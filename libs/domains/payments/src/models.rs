use amqp_worker::QueueJob;
use chrono::{DateTime, Utc};
use sea_orm::{DeriveActiveEnum, EnumIter};
use serde::{Deserialize, Serialize};
use strum::{Display, EnumString};

/// Lifecycle status of a persisted payment
#[derive(
    Debug,
    Clone,
    Copy,
    PartialEq,
    Eq,
    Hash,
    Serialize,
    Deserialize,
    Display,
    EnumString,
    DeriveActiveEnum,
    EnumIter,
)]
#[sea_orm(rs_type = "String", db_type = "Text")]
#[serde(rename_all = "SCREAMING_SNAKE_CASE")]
#[strum(serialize_all = "SCREAMING_SNAKE_CASE")]
pub enum PaymentStatus {
    /// Row created, bank not yet answered
    #[sea_orm(string_value = "PROCESSING")]
    Processing,
    #[sea_orm(string_value = "SUCCESS")]
    Success,
    #[sea_orm(string_value = "FAILED")]
    Failed,
}

impl PaymentStatus {
    /// Only PROCESSING moves, and only to a terminal status.
    pub fn can_transition_to(self, next: PaymentStatus) -> bool {
        matches!(
            (self, next),
            (PaymentStatus::Processing, PaymentStatus::Success)
                | (PaymentStatus::Processing, PaymentStatus::Failed)
        )
    }

    pub fn is_terminal(self) -> bool {
        !matches!(self, PaymentStatus::Processing)
    }
}

/// Payment record as stored in `payment_events`
#[derive(Debug, Clone, PartialEq, Eq, Serialize, Deserialize)]
pub struct Payment {
    pub id: i32,
    /// Business identifier, unique across the table
    pub order_id: String,
    /// Amount in minor units
    pub amount: i64,
    pub status: PaymentStatus,
    pub created_at: DateTime<Utc>,
}

/// Input for inserting a PROCESSING record
#[derive(Debug, Clone, PartialEq, Eq)]
pub struct NewPayment {
    pub order_id: String,
    pub amount: i64,
}

impl NewPayment {
    pub fn new(order_id: impl Into<String>, amount: i64) -> Self {
        Self {
            order_id: order_id.into(),
            amount,
        }
    }
}

/// Payment request as published on the queue
///
/// `status` is whatever the caller sent and is only logged; the record's
/// status is owned by [`crate::PaymentService`].
#[derive(Debug, Clone, PartialEq, Eq, Serialize, Deserialize)]
pub struct PaymentEnvelope {
    pub order_id: String,
    pub amount: i64,
    #[serde(default)]
    pub status: String,
    #[serde(default)]
    pub callback_url: Option<String>,
}

impl PaymentEnvelope {
    pub fn new(order_id: impl Into<String>, amount: i64) -> Self {
        Self {
            order_id: order_id.into(),
            amount,
            status: "PENDING".to_string(),
            callback_url: None,
        }
    }

    pub fn with_callback(mut self, url: impl Into<String>) -> Self {
        self.callback_url = Some(url.into());
        self
    }

    pub fn validate(&self) -> Result<(), String> {
        if self.order_id.trim().is_empty() {
            return Err("order_id must not be empty".to_string());
        }
        Ok(())
    }
}

impl QueueJob for PaymentEnvelope {
    fn job_id(&self) -> String {
        self.order_id.clone()
    }
}

/// Result of one processing attempt
#[derive(Debug, Clone, PartialEq, Eq)]
pub enum Outcome {
    /// Debit succeeded and SUCCESS was committed
    Success,
    /// A record for the order already exists
    Duplicate,
    /// Business rejection; FAILED was committed and retrying cannot help
    PermanentFailure(String),
    /// System failure; FAILED was committed and the message should be dead-lettered
    TransientFailure(String),
}

impl Outcome {
    pub fn as_str(&self) -> &'static str {
        match self {
            Outcome::Success => "success",
            Outcome::Duplicate => "duplicate",
            Outcome::PermanentFailure(_) => "permanent_failure",
            Outcome::TransientFailure(_) => "transient_failure",
        }
    }

    /// Everything but a transient failure settles the message.
    pub fn should_ack(&self) -> bool {
        !matches!(self, Outcome::TransientFailure(_))
    }
}

#[cfg(test)]
mod tests {
    use super::*;
    use std::str::FromStr;

    #[test]
    fn test_status_transitions() {
        use PaymentStatus::*;

        assert!(Processing.can_transition_to(Success));
        assert!(Processing.can_transition_to(Failed));
        assert!(!Processing.can_transition_to(Processing));
        assert!(!Success.can_transition_to(Failed));
        assert!(!Failed.can_transition_to(Success));
        assert!(!Failed.can_transition_to(Processing));
    }

    #[test]
    fn test_status_terminal() {
        assert!(!PaymentStatus::Processing.is_terminal());
        assert!(PaymentStatus::Success.is_terminal());
        assert!(PaymentStatus::Failed.is_terminal());
    }

    #[test]
    fn test_status_string_forms() {
        assert_eq!(PaymentStatus::Processing.to_string(), "PROCESSING");
        assert_eq!(
            PaymentStatus::from_str("FAILED").unwrap(),
            PaymentStatus::Failed
        );
        assert_eq!(
            serde_json::to_string(&PaymentStatus::Success).unwrap(),
            "\"SUCCESS\""
        );
    }

    #[test]
    fn test_envelope_from_wire() {
        let envelope: PaymentEnvelope = serde_json::from_str(
            r#"{"order_id":"ORD-1","amount":100,"status":"PENDING","callback_url":null}"#,
        )
        .unwrap();

        assert_eq!(envelope, PaymentEnvelope::new("ORD-1", 100));
        assert_eq!(envelope.job_id(), "ORD-1");
    }

    #[test]
    fn test_envelope_optional_fields_default() {
        let envelope: PaymentEnvelope =
            serde_json::from_str(r#"{"order_id":"ORD-2","amount":-5}"#).unwrap();

        assert_eq!(envelope.status, "");
        assert!(envelope.callback_url.is_none());
        assert_eq!(envelope.amount, -5);
    }

    #[test]
    fn test_envelope_requires_amount() {
        let result = serde_json::from_str::<PaymentEnvelope>(r#"{"order_id":"ORD-3"}"#);
        assert!(result.is_err());
    }

    #[test]
    fn test_envelope_validate_rejects_blank_order() {
        assert!(PaymentEnvelope::new("  ", 1).validate().is_err());
        assert!(PaymentEnvelope::new("ORD-4", 1).validate().is_ok());
    }

    #[test]
    fn test_outcome_ack_policy() {
        assert!(Outcome::Success.should_ack());
        assert!(Outcome::Duplicate.should_ack());
        assert!(Outcome::PermanentFailure("invalid".into()).should_ack());
        assert!(!Outcome::TransientFailure("timeout".into()).should_ack());
    }
}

*-*-*

**TASK ITEM**
Keeping every line exactly as it is, retype the entries shown above.

**ANSWER TO THE EXERCISE**
filename libs/domains/payments/src/models.rs
use amqp_worker::QueueJob;
use chrono::{DateTime, Utc};
use sea_orm::{DeriveActiveEnum, EnumIter};
use serde::{Deserialize, Serialize};
use strum::{Display, EnumString};

/// Lifecycle status of a persisted payment
#[derive(
    Debug,
    Clone,
    Copy,
    PartialEq,
    Eq,
    Hash,
    Serialize,
    Deserialize,
    Display,
    EnumString,
    DeriveActiveEnum,
    EnumIter,
)]
#[sea_orm(rs_type = "String", db_type = "Text")]
#[serde(rename_all = "SCREAMING_SNAKE_CASE")]
#[strum(serialize_all = "SCREAMING_SNAKE_CASE")]
pub enum PaymentStatus {
    /// Row created, bank not yet answered
    #[sea_orm(string_value = "PROCESSING")]
    Processing,
    #[sea_orm(string_value = "SUCCESS")]
    Success,
    #[sea_orm(string_value = "FAILED")]
    Failed,
}

impl PaymentStatus {
    /// Only PROCESSING moves, and only to a terminal status.
    pub fn can_transition_to(self, next: PaymentStatus) -> bool {
        matches!(
            (self, next),
            (PaymentStatus::Processing, PaymentStatus::Success)
                | (PaymentStatus::Processing, PaymentStatus::Failed)
        )
    }

    pub fn is_terminal(self) -> bool {
        !matches!(self, PaymentStatus::Processing)
    }
}

/// Payment record as stored in `payment_events`
#[derive(Debug, Clone, PartialEq, Eq, Serialize, Deserialize)]
pub struct Payment {
    pub id: i32,
    /// Business identifier, unique across the table
    pub order_id: String,
    /// Amount in minor units
    pub amount: i64,
    pub status: PaymentStatus,
    pub created_at: DateTime<Utc>,
}

/// Input for inserting a PROCESSING record
#[derive(Debug, Clone, PartialEq, Eq)]
pub struct NewPayment {
    pub order_id: String,
    pub amount: i64,
}

impl NewPayment {
    pub fn new(order_id: impl Into<String>, amount: i64) -> Self {
        Self {
            order_id: order_id.into(),
            amount,
        }
    }
}

/// Payment request as published on the queue
///
/// `status` is whatever the caller sent and is only logged; the record's
/// status is owned by [`crate::PaymentService`].
#[derive(Debug, Clone, PartialEq, Eq, Serialize, Deserialize)]
pub struct PaymentEnvelope {
    pub order_id: String,
    pub amount: i64,
    #[serde(default)]
    pub status: String,
    #[serde(default)]
    pub callback_url: Option<String>,
}

impl PaymentEnvelope {
    pub fn new(order_id: impl Into<String>, amount: i64) -> Self {
        Self {
            order_id: order_id.into(),
            amount,
            status: "PENDING".to_string(),
            callback_url: None,
        }
    }

    pub fn with_callback(mut self, url: impl Into<String>) -> Self {
        self.callback_url = Some(url.into());
        self
    }

    pub fn validate(&self) -> Result<(), String> {
        if self.order_id.trim().is_empty() {
            return Err("order_id must not be empty".to_string());
        }
        Ok(())
    }
}

impl QueueJob for PaymentEnvelope {
    fn job_id(&self) -> String {
        self.order_id.clone()
    }
}

/// Result of one processing attempt
#[derive(Debug, Clone, PartialEq, Eq)]
pub enum Outcome {
    /// Debit succeeded and SUCCESS was committed
    Success,
    /// A record for the order already exists
    Duplicate,
    /// Business rejection; FAILED was committed and retrying cannot help
    PermanentFailure(String),
    /// System failure; FAILED was committed and the message should be dead-lettered
    TransientFailure(String),
}

impl Outcome {
    pub fn as_str(&self) -> &'static str {
        match self {
            Outcome::Success => "success",
            Outcome::Duplicate => "duplicate",
            Outcome::PermanentFailure(_) => "permanent_failure",
            Outcome::TransientFailure(_) => "transient_failure",
        }
    }

    /// Everything but a transient failure settles the message.
    pub fn should_ack(&self) -> bool {
        !matches!(self, Outcome::TransientFailure(_))
    }
}

#[cfg(test)]
mod tests {
    use super::*;
    use std::str::FromStr;

    #[test]
    fn test_status_transitions() {
        use PaymentStatus::*;

        assert!(Processing.can_transition_to(Success));
        assert!(Processing.can_transition_to(Failed));
        assert!(!Processing.can_transition_to(Processing));
        assert!(!Success.can_transition_to(Failed));
        assert!(!Failed.can_transition_to(Success));
        assert!(!Failed.can_transition_to(Processing));
    }

    #[test]
    fn test_status_terminal() {
        assert!(!PaymentStatus::Processing.is_terminal());
        assert!(PaymentStatus::Success.is_terminal());
        assert!(PaymentStatus::Failed.is_terminal());
    }

    #[test]
    fn test_status_string_forms() {
        assert_eq!(PaymentStatus::Processing.to_string(), "PROCESSING");
        assert_eq!(
            PaymentStatus::from_str("FAILED").unwrap(),
            PaymentStatus::Failed
        );
        assert_eq!(
            serde_json::to_string(&PaymentStatus::Success).unwrap(),
            "\"SUCCESS\""
        );
    }

    #[test]
    fn test_envelope_from_wire() {
        let envelope: PaymentEnvelope = serde_json::from_str(
            r#"{"order_id":"ORD-1","amount":100,"status":"PENDING","callback_url":null}"#,
        )
        .unwrap();

        assert_eq!(envelope, PaymentEnvelope::new("ORD-1", 100));
        assert_eq!(envelope.job_id(), "ORD-1");
    }

    #[test]
    fn test_envelope_optional_fields_default() {
        let envelope: PaymentEnvelope =
            serde_json::from_str(r#"{"order_id":"ORD-2","amount":-5}"#).unwrap();

        assert_eq!(envelope.status, "");
        assert!(envelope.callback_url.is_none());
        assert_eq!(envelope.amount, -5);
    }

    #[test]
    fn test_envelope_requires_amount() {
        let result = serde_json::from_str::<PaymentEnvelope>(r#"{"order_id":"ORD-3"}"#);
        assert!(result.is_err());
    }

    #[test]
    fn test_envelope_validate_rejects_blank_order() {
        assert!(PaymentEnvelope::new("  ", 1).validate().is_err());
        assert!(PaymentEnvelope::new("ORD-4", 1).validate().is_ok());
    }

    #[test]
    fn test_outcome_ack_policy() {
        assert!(Outcome::Success.should_ack());
        assert!(Outcome::Duplicate.should_ack());
        assert!(Outcome::PermanentFailure("invalid".into()).should_ack());
        assert!(!Outcome::TransientFailure("timeout".into()).should_ack());
    }
}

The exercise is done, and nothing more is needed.